■ **Requirement**
Print the whole listing again, exactly as it stands.

■ **The data**
========================

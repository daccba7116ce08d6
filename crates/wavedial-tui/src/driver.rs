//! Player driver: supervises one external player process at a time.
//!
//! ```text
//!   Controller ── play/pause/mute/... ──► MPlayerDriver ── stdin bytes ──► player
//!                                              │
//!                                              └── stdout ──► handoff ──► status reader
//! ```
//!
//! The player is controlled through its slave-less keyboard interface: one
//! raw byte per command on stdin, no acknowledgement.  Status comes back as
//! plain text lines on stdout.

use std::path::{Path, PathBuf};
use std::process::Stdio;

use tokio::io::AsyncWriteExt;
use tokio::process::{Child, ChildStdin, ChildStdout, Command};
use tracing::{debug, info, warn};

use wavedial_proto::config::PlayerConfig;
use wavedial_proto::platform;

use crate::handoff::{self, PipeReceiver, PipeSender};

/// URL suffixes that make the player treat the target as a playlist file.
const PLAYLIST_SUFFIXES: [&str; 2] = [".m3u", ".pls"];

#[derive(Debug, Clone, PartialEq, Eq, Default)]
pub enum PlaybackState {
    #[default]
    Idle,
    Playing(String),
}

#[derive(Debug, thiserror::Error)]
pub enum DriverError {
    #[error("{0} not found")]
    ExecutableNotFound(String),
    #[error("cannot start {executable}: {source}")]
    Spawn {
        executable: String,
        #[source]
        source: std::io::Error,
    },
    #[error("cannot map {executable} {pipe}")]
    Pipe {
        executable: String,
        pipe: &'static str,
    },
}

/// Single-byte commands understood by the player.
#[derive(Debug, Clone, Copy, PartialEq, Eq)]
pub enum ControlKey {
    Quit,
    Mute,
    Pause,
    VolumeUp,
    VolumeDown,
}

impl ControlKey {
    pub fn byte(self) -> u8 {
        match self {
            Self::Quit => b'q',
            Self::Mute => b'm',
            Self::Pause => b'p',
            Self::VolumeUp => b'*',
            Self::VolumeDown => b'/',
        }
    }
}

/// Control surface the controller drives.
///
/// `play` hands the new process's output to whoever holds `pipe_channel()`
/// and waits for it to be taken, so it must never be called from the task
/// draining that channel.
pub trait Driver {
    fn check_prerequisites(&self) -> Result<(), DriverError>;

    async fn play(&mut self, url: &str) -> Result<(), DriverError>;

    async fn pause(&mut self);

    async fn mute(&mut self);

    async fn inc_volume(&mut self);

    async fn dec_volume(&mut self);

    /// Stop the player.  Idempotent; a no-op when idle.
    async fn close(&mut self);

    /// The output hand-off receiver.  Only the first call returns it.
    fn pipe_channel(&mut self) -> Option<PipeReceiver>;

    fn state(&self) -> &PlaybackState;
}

========================

■ **Solution for this task**
repository daccba7116ce08d6
filename crates/wavedial-tui/src/driver.rs
//! Player driver: supervises one external player process at a time.
//!
//! ```text
//!   Controller ── play/pause/mute/... ──► MPlayerDriver ── stdin bytes ──► player
//!                                              │
//!                                              └── stdout ──► handoff ──► status reader
//! ```
//!
//! The player is controlled through its slave-less keyboard interface: one
//! raw byte per command on stdin, no acknowledgement.  Status comes back as
//! plain text lines on stdout.

use std::path::{Path, PathBuf};
use std::process::Stdio;

use tokio::io::AsyncWriteExt;
use tokio::process::{Child, ChildStdin, ChildStdout, Command};
use tracing::{debug, info, warn};

use wavedial_proto::config::PlayerConfig;
use wavedial_proto::platform;

use crate::handoff::{self, PipeReceiver, PipeSender};

/// URL suffixes that make the player treat the target as a playlist file.
const PLAYLIST_SUFFIXES: [&str; 2] = [".m3u", ".pls"];

#[derive(Debug, Clone, PartialEq, Eq, Default)]
pub enum PlaybackState {
    #[default]
    Idle,
    Playing(String),
}

#[derive(Debug, thiserror::Error)]
pub enum DriverError {
    #[error("{0} not found")]
    ExecutableNotFound(String),
    #[error("cannot start {executable}: {source}")]
    Spawn {
        executable: String,
        #[source]
        source: std::io::Error,
    },
    #[error("cannot map {executable} {pipe}")]
    Pipe {
        executable: String,
        pipe: &'static str,
    },
}

/// Single-byte commands understood by the player.
#[derive(Debug, Clone, Copy, PartialEq, Eq)]
pub enum ControlKey {
    Quit,
    Mute,
    Pause,
    VolumeUp,
    VolumeDown,
}

impl ControlKey {
    pub fn byte(self) -> u8 {
        match self {
            Self::Quit => b'q',
            Self::Mute => b'm',
            Self::Pause => b'p',
            Self::VolumeUp => b'*',
            Self::VolumeDown => b'/',
        }
    }
}

/// Control surface the controller drives.
///
/// `play` hands the new process's output to whoever holds `pipe_channel()`
/// and waits for it to be taken, so it must never be called from the task
/// draining that channel.
pub trait Driver {
    fn check_prerequisites(&self) -> Result<(), DriverError>;

    async fn play(&mut self, url: &str) -> Result<(), DriverError>;

    async fn pause(&mut self);

    async fn mute(&mut self);

    async fn inc_volume(&mut self);

    async fn dec_volume(&mut self);

    /// Stop the player.  Idempotent; a no-op when idle.
    async fn close(&mut self);

    /// The output hand-off receiver.  Only the first call returns it.
    fn pipe_channel(&mut self) -> Option<PipeReceiver>;

    fn state(&self) -> &PlaybackState;
}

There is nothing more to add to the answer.